» **Records for the exercise**
= Beginning of Section =

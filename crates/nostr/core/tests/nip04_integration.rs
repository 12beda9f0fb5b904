//! Integration tests for NIP-04 encrypted payloads

use nostr::nip04::{decrypt, encrypt};
use nostr::{InputType, JobInput, JobRequest, Keypair};
use proptest::prelude::*;

#[test]
fn test_encrypt_decrypt_roundtrip() {
    let sender = Keypair::generate();
    let recipient = Keypair::generate();

    let payload = encrypt(sender.secret_key(), recipient.public_key(), "hello provider").unwrap();
    let plaintext = decrypt(recipient.secret_key(), sender.public_key(), &payload).unwrap();

    assert_eq!(plaintext, "hello provider");
}

#[test]
fn test_sender_can_decrypt_own_payload() {
    let sender = Keypair::generate();
    let recipient = Keypair::generate();

    let payload = encrypt(sender.secret_key(), recipient.public_key(), "both ways").unwrap();
    assert_eq!(
        decrypt(sender.secret_key(), recipient.public_key(), &payload).unwrap(),
        "both ways"
    );
}

#[test]
fn test_third_party_cannot_read_payload() {
    let sender = Keypair::generate();
    let recipient = Keypair::generate();
    let eavesdropper = Keypair::generate();

    let payload = encrypt(sender.secret_key(), recipient.public_key(), "private").unwrap();
    let attempt = decrypt(eavesdropper.secret_key(), sender.public_key(), &payload);

    assert_ne!(attempt.ok().as_deref(), Some("private"));
}

#[test]
fn test_encrypted_request_tags_roundtrip() {
    let customer = Keypair::generate();
    let provider = Keypair::generate();

    let request = JobRequest::new(5050)
        .unwrap()
        .add_input(JobInput::text("summarize my notes"))
        .add_param("model", "mistral")
        .with_bid(10_000)
        .with_correlation("corr-1");

    let plaintext = serde_json::to_string(&request.payload_tags()).unwrap();
    let payload = encrypt(customer.secret_key(), provider.public_key(), &plaintext).unwrap();
    assert!(!payload.contains("summarize"));

    let decrypted = decrypt(provider.secret_key(), customer.public_key(), &payload).unwrap();
    let tags: Vec<Vec<String>> = serde_json::from_str(&decrypted).unwrap();
    let parsed = JobRequest::from_tags(5050, &tags).unwrap();

    assert_eq!(parsed, request);
}

#[test]
fn test_unicode_and_empty_plaintext() {
    let a = Keypair::generate();
    let b = Keypair::generate();

    let long = "x".repeat(4096);
    for text in ["", "日本語 🚀", long.as_str()] {
        let payload = encrypt(a.secret_key(), b.public_key(), text).unwrap();
        assert_eq!(decrypt(b.secret_key(), a.public_key(), &payload).unwrap(), text);
    }
}

fn keypair_from(secret: [u8; 32]) -> Option<Keypair> {
    Keypair::from_secret(secret).ok()
}

fn job_input() -> impl Strategy<Value = JobInput> {
    (
        "\\PC{0,64}",
        prop_oneof![Just("text"), Just("url"), Just("event"), Just("job")],
    )
        .prop_map(|(data, kind)| match kind {
            "url" => JobInput::url(data),
            "job" => JobInput::job(data, None),
            "event" => JobInput {
                data,
                input_type: InputType::Event,
                relay: None,
                marker: None,
            },
            _ => JobInput::text(data),
        })
}

proptest! {
    #![proptest_config(ProptestConfig::with_cases(64))]

    /// Property: any plaintext survives encryption to the counterparty
    #[test]
    fn prop_plaintext_roundtrip(
        sender in prop::array::uniform32(any::<u8>()),
        recipient in prop::array::uniform32(any::<u8>()),
        text in "\\PC{0,256}",
    ) {
        let (sender, recipient) = (keypair_from(sender), keypair_from(recipient));
        prop_assume!(sender.is_some() && recipient.is_some());
        let (sender, recipient) = (sender.unwrap(), recipient.unwrap());
        let payload = encrypt(sender.secret_key(), recipient.public_key(), &text).unwrap();
        prop_assert_eq!(decrypt(recipient.secret_key(), sender.public_key(), &payload).unwrap(), text);
    }

    /// Property: an encrypted request decrypts to the identical tag array
    #[test]
    fn prop_encrypted_request_tags_roundtrip(
        inputs in prop::collection::vec(job_input(), 1..4),
        params in prop::collection::vec(("[a-z_]{1,12}", "\\PC{0,40}"), 0..4),
        bid in prop::option::of(any::<u64>()),
        relays in prop::collection::vec("wss://[a-z]{1,10}\\.example", 0..3),
        correlation in "[0-9a-f]{8}-[0-9a-f]{4}",
    ) {
        let customer = Keypair::generate();
        let provider = Keypair::generate();

        let mut request = JobRequest::new(5050).unwrap().with_correlation(correlation);
        for input in inputs {
            request = request.add_input(input);
        }
        for (name, value) in params {
            request = request.add_param(name, value);
        }
        if let Some(bid) = bid {
            request = request.with_bid(bid);
        }
        for relay in relays {
            request = request.add_relay(relay);
        }

        let tags = request.payload_tags();
        let plaintext = serde_json::to_string(&tags).unwrap();
        let payload = encrypt(customer.secret_key(), provider.public_key(), &plaintext).unwrap();
        let decrypted = decrypt(provider.secret_key(), customer.public_key(), &payload).unwrap();
        let decoded: Vec<Vec<String>> = serde_json::from_str(&decrypted).unwrap();

        prop_assert_eq!(&decoded, &tags);
        prop_assert_eq!(JobRequest::from_tags(5050, &decoded).unwrap(), request);
    }
}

= End of Section =

Reply with the lines from the first line of the entries through the line that contains "let tags: Vec<Vec<String>>", repeated exactly with both ends kept, and with nothing else.

filename crates/nostr/core/tests/nip04_integration.rs
repository 12beda9f0fb5b904
//! Integration tests for NIP-04 encrypted payloads

use nostr::nip04::{decrypt, encrypt};
use nostr::{InputType, JobInput, JobRequest, Keypair};
use proptest::prelude::*;

#[test]
fn test_encrypt_decrypt_roundtrip() {
    let sender = Keypair::generate();
    let recipient = Keypair::generate();

    let payload = encrypt(sender.secret_key(), recipient.public_key(), "hello provider").unwrap();
    let plaintext = decrypt(recipient.secret_key(), sender.public_key(), &payload).unwrap();

    assert_eq!(plaintext, "hello provider");
}

#[test]
fn test_sender_can_decrypt_own_payload() {
    let sender = Keypair::generate();
    let recipient = Keypair::generate();

    let payload = encrypt(sender.secret_key(), recipient.public_key(), "both ways").unwrap();
    assert_eq!(
        decrypt(sender.secret_key(), recipient.public_key(), &payload).unwrap(),
        "both ways"
    );
}

#[test]
fn test_third_party_cannot_read_payload() {
    let sender = Keypair::generate();
    let recipient = Keypair::generate();
    let eavesdropper = Keypair::generate();

    let payload = encrypt(sender.secret_key(), recipient.public_key(), "private").unwrap();
    let attempt = decrypt(eavesdropper.secret_key(), sender.public_key(), &payload);

    assert_ne!(attempt.ok().as_deref(), Some("private"));
}

#[test]
fn test_encrypted_request_tags_roundtrip() {
    let customer = Keypair::generate();
    let provider = Keypair::generate();

    let request = JobRequest::new(5050)
        .unwrap()
        .add_input(JobInput::text("summarize my notes"))
        .add_param("model", "mistral")
        .with_bid(10_000)
        .with_correlation("corr-1");

    let plaintext = serde_json::to_string(&request.payload_tags()).unwrap();
    let payload = encrypt(customer.secret_key(), provider.public_key(), &plaintext).unwrap();
    assert!(!payload.contains("summarize"));

    let decrypted = decrypt(provider.secret_key(), customer.public_key(), &payload).unwrap();
    let tags: Vec<Vec<String>> = serde_json::from_str(&decrypted).unwrap();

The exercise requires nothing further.